▸ **WHAT THE TASK ASKS**: Read through the records below and copy each line that uses the word "impl".

◆ ◆ ◆ ◆

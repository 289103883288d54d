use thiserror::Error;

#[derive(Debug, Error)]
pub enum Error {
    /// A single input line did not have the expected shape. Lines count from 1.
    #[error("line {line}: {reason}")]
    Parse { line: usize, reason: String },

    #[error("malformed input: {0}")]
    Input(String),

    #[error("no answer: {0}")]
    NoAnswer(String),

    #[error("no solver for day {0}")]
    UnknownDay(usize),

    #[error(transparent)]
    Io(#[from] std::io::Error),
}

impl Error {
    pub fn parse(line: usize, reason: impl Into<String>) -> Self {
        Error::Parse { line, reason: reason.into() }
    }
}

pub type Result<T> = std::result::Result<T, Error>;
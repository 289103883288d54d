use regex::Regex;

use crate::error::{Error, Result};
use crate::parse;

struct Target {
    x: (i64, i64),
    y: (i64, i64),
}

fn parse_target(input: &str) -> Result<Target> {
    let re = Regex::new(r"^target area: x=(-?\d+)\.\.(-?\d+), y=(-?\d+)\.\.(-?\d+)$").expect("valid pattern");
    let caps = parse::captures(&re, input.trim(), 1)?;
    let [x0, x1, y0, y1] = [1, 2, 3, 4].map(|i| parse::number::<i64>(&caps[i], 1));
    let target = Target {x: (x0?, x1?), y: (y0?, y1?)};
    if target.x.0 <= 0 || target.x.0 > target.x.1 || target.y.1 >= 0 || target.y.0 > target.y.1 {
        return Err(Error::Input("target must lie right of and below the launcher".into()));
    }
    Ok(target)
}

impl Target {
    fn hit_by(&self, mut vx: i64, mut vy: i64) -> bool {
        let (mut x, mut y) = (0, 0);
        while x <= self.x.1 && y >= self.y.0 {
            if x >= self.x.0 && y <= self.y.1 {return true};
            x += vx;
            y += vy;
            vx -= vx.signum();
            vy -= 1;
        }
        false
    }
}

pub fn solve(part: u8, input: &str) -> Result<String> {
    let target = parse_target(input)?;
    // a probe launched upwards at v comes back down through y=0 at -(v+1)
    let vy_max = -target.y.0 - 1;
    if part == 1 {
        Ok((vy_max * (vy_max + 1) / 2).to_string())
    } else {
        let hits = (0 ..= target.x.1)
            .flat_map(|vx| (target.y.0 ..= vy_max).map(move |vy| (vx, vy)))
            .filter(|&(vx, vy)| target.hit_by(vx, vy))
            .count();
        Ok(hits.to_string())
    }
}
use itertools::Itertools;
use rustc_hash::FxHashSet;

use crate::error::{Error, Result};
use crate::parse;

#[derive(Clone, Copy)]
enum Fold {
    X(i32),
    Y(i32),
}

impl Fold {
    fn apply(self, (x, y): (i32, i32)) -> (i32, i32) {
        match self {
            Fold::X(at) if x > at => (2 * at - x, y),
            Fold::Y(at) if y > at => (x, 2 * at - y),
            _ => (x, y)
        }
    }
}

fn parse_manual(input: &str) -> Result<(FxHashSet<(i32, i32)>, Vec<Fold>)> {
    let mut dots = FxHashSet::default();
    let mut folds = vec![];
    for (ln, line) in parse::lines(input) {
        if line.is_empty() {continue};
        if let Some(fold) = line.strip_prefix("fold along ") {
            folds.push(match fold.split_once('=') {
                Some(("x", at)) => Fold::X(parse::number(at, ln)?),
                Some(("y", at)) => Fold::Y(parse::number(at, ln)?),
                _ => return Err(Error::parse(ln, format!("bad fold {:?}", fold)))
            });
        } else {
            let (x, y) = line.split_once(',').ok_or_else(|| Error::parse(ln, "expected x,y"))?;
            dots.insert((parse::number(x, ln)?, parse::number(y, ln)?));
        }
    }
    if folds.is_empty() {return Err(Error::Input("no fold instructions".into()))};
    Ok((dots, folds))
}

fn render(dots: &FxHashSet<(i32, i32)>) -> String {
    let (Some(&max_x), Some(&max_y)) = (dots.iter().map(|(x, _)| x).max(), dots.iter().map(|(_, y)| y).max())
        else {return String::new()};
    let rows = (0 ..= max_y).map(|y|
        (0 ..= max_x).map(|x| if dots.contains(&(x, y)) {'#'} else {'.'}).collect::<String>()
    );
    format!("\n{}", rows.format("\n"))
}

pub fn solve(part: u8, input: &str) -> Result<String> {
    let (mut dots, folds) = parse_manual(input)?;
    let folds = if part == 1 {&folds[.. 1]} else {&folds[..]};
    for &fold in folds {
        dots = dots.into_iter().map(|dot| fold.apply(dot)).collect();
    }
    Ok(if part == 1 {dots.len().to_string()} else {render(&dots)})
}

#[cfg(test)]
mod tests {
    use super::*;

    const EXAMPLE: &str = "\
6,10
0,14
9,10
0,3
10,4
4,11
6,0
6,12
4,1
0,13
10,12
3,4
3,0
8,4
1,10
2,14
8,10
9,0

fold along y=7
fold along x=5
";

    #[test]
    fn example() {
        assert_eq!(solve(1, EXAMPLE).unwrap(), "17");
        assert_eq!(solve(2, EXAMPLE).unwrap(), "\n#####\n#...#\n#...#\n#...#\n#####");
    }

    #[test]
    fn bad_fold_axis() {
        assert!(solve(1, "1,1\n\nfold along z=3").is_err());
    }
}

◆ ◆ ◆ ◆

▸ **RESPONSE BELOW**:
impl Error {
    pub fn parse(line: usize, reason: impl Into<String>) -> Self {
impl Target {
impl Fold {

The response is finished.